La question de la vie chère dans les territoires ultramarins ne peut être réduite à celle des prix des produits de consommation. En effet, d'autres facteurs comme les coûts des services essentiels tels que les hôpitaux, les transports, et les infrastructures jouent un rôle clé. En 2022, l'INSEE a mis en lumière des écarts de prix significatifs avec l'Hexagone, atteignant +16 % pour les produits alimentaires et jusqu’à +42 % dans certaines régions d’outre-mer.

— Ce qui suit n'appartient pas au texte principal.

//! Battlefield bounds for the combat simulation.
//!
//! The battlefield is an axis-aligned rectangle with its origin at the
//! top-left corner. All collision and sensing geometry happens in "game
//! units" inside this rectangle; the resolver treats anything whose
//! footprint crosses an edge as a wall hit.
//!
//! # Example
//!
//! ```
//! use hulldown_core::battlefield::Battlefield;
//! use glam::Vec2;
//!
//! let battlefield = Battlefield::new(500.0, 500.0);
//!
//! // A tank well inside the bounds fits.
//! assert!(battlefield.contains_circle(Vec2::new(250.0, 250.0), 18.0));
//!
//! // One hugging the left edge does not.
//! assert!(!battlefield.contains_circle(Vec2::new(2.0, 100.0), 18.0));
//! ```

use glam::Vec2;
use serde::{Deserialize, Serialize};

/// Axis-aligned battlefield rectangle.
///
/// The origin is the top-left corner; `x` grows to the right and `y` grows
/// downward, matching the coordinate system entities move in.
///
/// # Invariants
///
/// Width and height must be positive. The constructor does not validate this
/// (the driver guarantees it per the call contract); a zero or negative
/// dimension simply makes every footprint test fail.
#[derive(Debug, Clone, Copy, PartialEq, Serialize, Deserialize)]
pub struct Battlefield {
    width: f32,
    height: f32,
}

impl Battlefield {
    /// Creates a battlefield with the given dimensions in game units.
    #[must_use]
    pub const fn new(width: f32, height: f32) -> Self {
        Self { width, height }
    }

    /// Returns the battlefield width.
    #[must_use]
    pub const fn width(&self) -> f32 {
        self.width
    }

    /// Returns the battlefield height.
    #[must_use]
    pub const fn height(&self) -> f32 {
        self.height
    }

    /// Checks whether a circular footprint lies entirely inside the bounds.
    ///
    /// Returns `false` as soon as the circle extends past any of the four
    /// edges. Touching an edge exactly still counts as inside; only crossing
    /// it is a wall hit.
    #[must_use]
    pub fn contains_circle(&self, center: Vec2, radius: f32) -> bool {
        center.x - radius >= 0.0
            && center.x + radius <= self.width
            && center.y - radius >= 0.0
            && center.y + radius <= self.height
    }
}

#[cfg(test)]
mod tests {
    use super::*;

    #[test]
    fn new_stores_dimensions() {
        let battlefield = Battlefield::new(800.0, 600.0);
        assert_eq!(battlefield.width(), 800.0);
        assert_eq!(battlefield.height(), 600.0);
    }

    #[test]
    fn circle_inside_is_contained() {
        let battlefield = Battlefield::new(500.0, 500.0);
        assert!(battlefield.contains_circle(Vec2::new(250.0, 250.0), 50.0));
    }

    #[test]
    fn circle_crossing_each_edge_is_rejected() {
        let battlefield = Battlefield::new(500.0, 500.0);

        // Left, right, top, bottom.
        assert!(!battlefield.contains_circle(Vec2::new(5.0, 250.0), 10.0));
        assert!(!battlefield.contains_circle(Vec2::new(495.0, 250.0), 10.0));
        assert!(!battlefield.contains_circle(Vec2::new(250.0, 5.0), 10.0));
        assert!(!battlefield.contains_circle(Vec2::new(250.0, 495.0), 10.0));
    }

    #[test]
    fn circle_touching_edge_is_contained() {
        let battlefield = Battlefield::new(500.0, 500.0);
        assert!(battlefield.contains_circle(Vec2::new(10.0, 250.0), 10.0));
        assert!(battlefield.contains_circle(Vec2::new(490.0, 250.0), 10.0));
    }

    #[test]
    fn zero_radius_point_inside() {
        let battlefield = Battlefield::new(500.0, 500.0);
        assert!(battlefield.contains_circle(Vec2::new(0.0, 0.0), 0.0));
        assert!(!battlefield.contains_circle(Vec2::new(-1.0, 0.0), 0.0));
    }

    #[test]
    fn serialization_roundtrip() {
        let battlefield = Battlefield::new(500.0, 500.0);
        let json = serde_json::to_string(&battlefield).unwrap();
        let deserialized: Battlefield = serde_json::from_str(&json).unwrap();
        assert_eq!(battlefield, deserialized);
    }
}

Pour Georges Patient, sénateur de Guyane, réformer l’octroi de mer serait un « suicide financier » pour les communes ultramarines, car il s’agit d’une source de revenus réguliers. Sophie Charles, maire de Saint-Laurent du Maroni, explique que cette taxe peut représenter entre 20 % et 70 % des recettes locales et qu’y toucher mettrait en péril le budget de nombreuses collectivités. Serge Hoareau, maire de Petite-Île à La Réunion, renforce ce point de vue en précisant que, pour sa commune de 12 700 habitants, l’octroi de mer constitue 40 % des 20 000 000 d’euros de recettes de fonctionnement, utilisées notamment pour les infrastructures et les services publics. Il estime que supprimer cette taxe sous prétexte de lutter contre la vie chère serait une illusion : « Faire porter la cherté de la vie sur l’octroi de mer, c’est enfumer nos populations », affirme-t-il.

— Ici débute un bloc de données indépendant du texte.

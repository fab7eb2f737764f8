//! # Hulldown Core
//!
//! Collision and sensing engine for hulldown, a scripted tank combat
//! simulation.
//!
//! Autonomous tanks fight on a rectangular battlefield until one side is
//! destroyed. This crate provides the deterministic, tick-driven core of
//! that game: physical contact detection between tanks, walls and bullets,
//! and radar-cone perception feeding the tanks' sensor events.
//!
//! ## Architecture
//!
//! - **Entities** ([`entity`]): tanks and bullets, each with a fixed set of
//!   notification callbacks the resolver invokes
//! - **World** ([`world`]): the driver-owned store with deterministic
//!   iteration order
//! - **Resolver** ([`resolver`]): order-sensitive collision checks and radar
//!   scans over per-tick registries
//! - **Simulation** ([`simulation`]): the tick loop, match lifecycle and
//!   scoring
//!
//! ## Usage
//!
//! ```
//! use hulldown_core::{Simulation, TankDefinition};
//!
//! let mut sim = Simulation::new(500.0, 500.0, 42);
//! sim.add_tank(TankDefinition::new("alpha"))?;
//! sim.add_tank(TankDefinition::new("bravo"))?;
//! sim.start()?;
//! sim.run_frame();
//! # Ok::<(), hulldown_core::SimulationError>(())
//! ```

#![warn(missing_docs)]
#![warn(clippy::all)]
#![warn(clippy::pedantic)]

pub mod battlefield;
pub mod entity;
pub mod resolver;
pub mod simulation;
pub mod world;

#[cfg(test)]
mod tests;

// Re-exports for convenience
pub use battlefield::Battlefield;
pub use entity::{
    Bullet, BulletEvent, BulletId, BulletSink, Tank, TankEvent, TankId, TankSink,
};
pub use resolver::{CollisionResolver, Impact, RADAR_HALF_APERTURE_DEG};
pub use simulation::{MatchStatus, Simulation, SimulationError, TankDefinition};
pub use world::World;
//! Logging initialization
//!
//! The crate logs through the `log` facade. Applications that do not bring
//! their own logger can call [`init`] once at startup to install `env_logger`
//! configured from [`EngineConfig`](crate::core::config::EngineConfig).

use std::sync::Once;

use crate::core::config::EngineConfig;

pub use log::{debug, error, info, trace, warn};

static INIT: Once = Once::new();

/// Initialize the logging system
///
/// The filter comes from `config.log_level` (env_logger filter syntax, e.g.
/// `"info"` or `"render_core=debug"`); `RUST_LOG` overrides it when set.
/// Subsequent calls are ignored.
pub fn init(config: &EngineConfig) {
    INIT.call_once(|| {
        let mut builder = env_logger::Builder::new();

        match std::env::var("RUST_LOG") {
            Ok(filter) => builder.parse_filters(&filter),
            Err(_) => builder.parse_filters(&config.log_level),
        };

        // Another logger may already be installed by the host application
        if builder.try_init().is_err() {
            log::debug!("logger already installed, keeping existing one");
            return;
        }

        log::debug!("logging initialized with filter '{}'", config.log_level);
    });
}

Nadia Damardji, directrice d’étude et dirigeante d’Action Publique Conseil et en charge de l’étude sur l’octroi de mer commandé pae l ACCD'OM précise qu’il reste difficile d’évaluer précisément l’impact de l’octroi de mer sur ces prix. Selon les études disponibles, cette taxe n’expliquerait qu'un maximum de 9 % de l’augmentation des prix, bien inférieur aux marges ajoutées par les distributeurs. Ceci soulève un paradoxe : malgré la perception généralisée de son rôle dans la cherté de la vie, son effet direct semble relativement limité. Elle insiste sur l’important écart de revenus au sein des territoires ultramarins. Les prix sont souvent fixés en fonction des revenus plus élevés de ceux qui bénéficient de primes, au détriment des populations les plus précaires. Enfin, le traitement de l’octroi de mer pose également des questions juridiques et économiques. Actuellement, le législateur considère cette taxe comme un droit de douane. Une fois appliquée au port d’entrée, elle devient un prélèvement douanier plutôt qu’une simple taxe. Cette distinction entraîne des conséquences sur les marges et la taxation en aval, rendant encore plus complexe la transparence des prix pour les consommateurs. Une solution avancée est d’afficher cette taxe directement sur les factures, comme la TVA, afin d'éviter les marges cumulatives.
Malgré l'annonce faite ce matin par le ministre que la réforme de l’octroi de mer ne sera finalement pas mise en œuvre dès 2025, les élus ultramarins persistent à défendre ce dispositif essentiel. Pour eux, il ne s'agit pas de s'attaquer aveuglément à une taxe vitale pour le financement des collectivités locales, mais plutôt de démontrer son importance tout en cherchant à maîtriser son impact sur le coût de la vie. Plutôt que d'envisager une suppression brutale, les élus prônent une approche nuancée : améliorer la transparence, ajuster son application, et trouver un juste équilibre entre préservation des ressources des territoires et maîtrise des prix pour les consommateurs.